Personal information
- Nationality: German
- Born: 12 July 1985 Kosovska Mitrovica, SAP Kosovo, SR Serbia, SFR Yugoslavia
- Died: 9 March 2024 (aged 38) Bielefeld, North Rhine-Westphalia, Germany
- Height: 181 cm (5 ft 11 in)
- Weight: Light middleweight

Boxing career
- Reach: 185 cm (73 in)

Boxing record
- Total fights: 27
- Wins: 26
- Win by KO: 22
- Losses: 1

= Besar Nimani =

German boxer (1985–2024)

Besar Nimani (12 July 1985 – 9 March 2024) was a German professional boxer. Competing in the light middleweight division, he was the international champion and European champion of the IBF.

==Professional career==
In 2011, Nimani turned pro and fought his first professional fight on 12 February against Thomas Freitag. Nimani was able to win the fight by knockout after just 58 seconds. He also won the following six fights by knockout. On 15 October, he was allowed to fight for the International German Championship against Hervé Mbongo-Starr. He won the fight in the Velten Ofen-Stadt-Halle - and thus his first professional title - on points after 10 rounds. On 18 November 2012, Nimani qualified for the IBF European Light Middleweight Championship after successfully fighting four fights in just under seven months. He defeated Sandor Micsko with a seventh-round knockout and won his first international title. Nimani achieved his greatest success on 31 May 2014 in Bielefeld when he brought Mike Miranda to his knees in the first round and thus became the new IBF International title holder. Nimani lost on 11 April 2015 against the French Frank Horche Horta by technical knockout in round 4. This fight was followed by longer breaks due to injuries. After a year-long break, Nimani celebrated his comeback in March 2019 with a win against Teemu Tuominen. He fought his last bout on 14 December 2019 in Hamelin against Adnan Zilic.
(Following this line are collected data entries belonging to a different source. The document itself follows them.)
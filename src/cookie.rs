//! Client-readable cookie access
//!
//! The session-refresh cookie is a flag that a login was previously
//! established; it carries no credential itself. Embedders supply whatever
//! cookie jar their platform has through the [`CookieSource`] trait.

use std::sync::RwLock;

/// Source of the cookie header visible to the client
pub trait CookieSource: Send + Sync {
    /// The raw `Cookie` header value, e.g. `"theme=dark; app_refresh=1"`.
    /// An empty string means no cookies are visible.
    fn cookie_header(&self) -> String;
}

/// In-memory [`CookieSource`] for embedders without a platform cookie jar
#[derive(Debug, Default)]
pub struct MemoryCookies {
    header: RwLock<String>,
}

impl MemoryCookies {
    /// Create a source holding the given `Cookie` header value
    pub fn new(header: &str) -> Self {
        Self {
            header: RwLock::new(header.to_string()),
        }
    }

    /// Replace the stored `Cookie` header value
    pub fn set(&self, header: &str) {
        *self.header.write().unwrap() = header.to_string();
    }
}

impl CookieSource for MemoryCookies {
    fn cookie_header(&self) -> String {
        self.header.read().unwrap().clone()
    }
}

/// True when any cookie *name* in `header` contains `marker`
pub(crate) fn has_marker(header: &str, marker: &str) -> bool {
    header
        .split(';')
        .filter_map(|pair| pair.split('=').next())
        .any(|name| name.trim().contains(marker))
}

#[cfg(test)]
mod tests {
    use super::*;

    #[test]
    fn test_marker_matches_cookie_name() {
        assert!(has_marker("app_refresh_token=1", "refresh"));
        assert!(has_marker("theme=dark; app_refresh_token=1", "refresh"));
    }

    #[test]
    fn test_marker_ignores_cookie_values() {
        assert!(!has_marker("session_id=app_refresh_token", "refresh"));
    }

    #[test]
    fn test_empty_header_has_no_marker() {
        assert!(!has_marker("", "refresh"));
    }

    #[test]
    fn test_memory_cookies_roundtrip() {
        let cookies = MemoryCookies::new("a=1");
        assert_eq!(cookies.cookie_header(), "a=1");
        cookies.set("a=1; b=2");
        assert_eq!(cookies.cookie_header(), "a=1; b=2");
    }
}
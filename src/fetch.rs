//! HTTP request helper for the session endpoints

use reqwest::header::{HeaderMap, HeaderValue};
use reqwest::{Client, Method, RequestBuilder, Response};
use serde::de::DeserializeOwned;

use crate::error::Error;

/// Helper for building and executing requests against the auth backend
pub struct FetchBuilder<'a> {
    client: &'a Client,
    url: String,
    method: Method,
    headers: HeaderMap,
}

impl<'a> FetchBuilder<'a> {
    /// Create a new FetchBuilder
    pub fn new(client: &'a Client, url: &str, method: Method) -> Self {
        Self {
            client,
            url: url.to_string(),
            method,
            headers: HeaderMap::new(),
        }
    }

    /// Add a header to the request
    pub fn header(mut self, name: &'static str, value: &str) -> Self {
        if let Ok(value) = HeaderValue::from_str(value) {
            self.headers.insert(name, value);
        }
        self
    }

    /// Add bearer token authentication to the request
    pub fn bearer_auth(self, token: &str) -> Self {
        self.header("Authorization", &format!("Bearer {}", token))
    }

    /// Attach the ambient cookie header; an empty value is skipped
    pub fn cookie_header(self, cookies: &str) -> Self {
        if cookies.is_empty() {
            self
        } else {
            self.header("Cookie", cookies)
        }
    }

    fn build(&self) -> RequestBuilder {
        self.client
            .request(self.method.clone(), self.url.as_str())
            .headers(self.headers.clone())
    }

    /// Execute the request and parse the response as JSON
    pub async fn execute<T: DeserializeOwned>(&self) -> Result<T, Error> {
        let response = self.build().send().await?;

        if !response.status().is_success() {
            let status = response.status();
            let body = response.text().await.unwrap_or_default();
            return Err(Error::server(status, body));
        }

        let body = response.text().await?;
        let value = serde_json::from_str(&body)?;
        Ok(value)
    }

    /// Execute the request and return the raw response
    pub async fn execute_raw(&self) -> Result<Response, Error> {
        let response = self.build().send().await?;
        Ok(response)
    }
}

/// Entry points for the request builder
pub struct Fetch;

impl Fetch {
    /// Create a GET request
    pub fn get<'a>(client: &'a Client, url: &str) -> FetchBuilder<'a> {
        FetchBuilder::new(client, url, Method::GET)
    }

    /// Create a POST request
    pub fn post<'a>(client: &'a Client, url: &str) -> FetchBuilder<'a> {
        FetchBuilder::new(client, url, Method::POST)
    }
}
==Personal life and death==
Nimani had been in the headlines several times during his boxing career. In December 2012, he was sentenced to a fine for assault. During a violent confrontation in downtown Bielefeld the following year, he was hit by two gunshots. In 2016, he was arrested for domestic violence against his wife, but was released after a short time. On 9 March 2024, Nimani was killed with several shots while leaving a hairdressing salon in downtown Bielefeld. He was 38.

During the trial of the accused, Huseyin Akkurt, who was on trial in February 2025 for the murder of Nimani, a mass shooting occurred outside the courthouse in Bielefeld, where the targets were apparently members of Nimani's family. There were four victims of the shooting, but all were in stable condition by late February. A suspect in the courthouse shooting was arrested by police.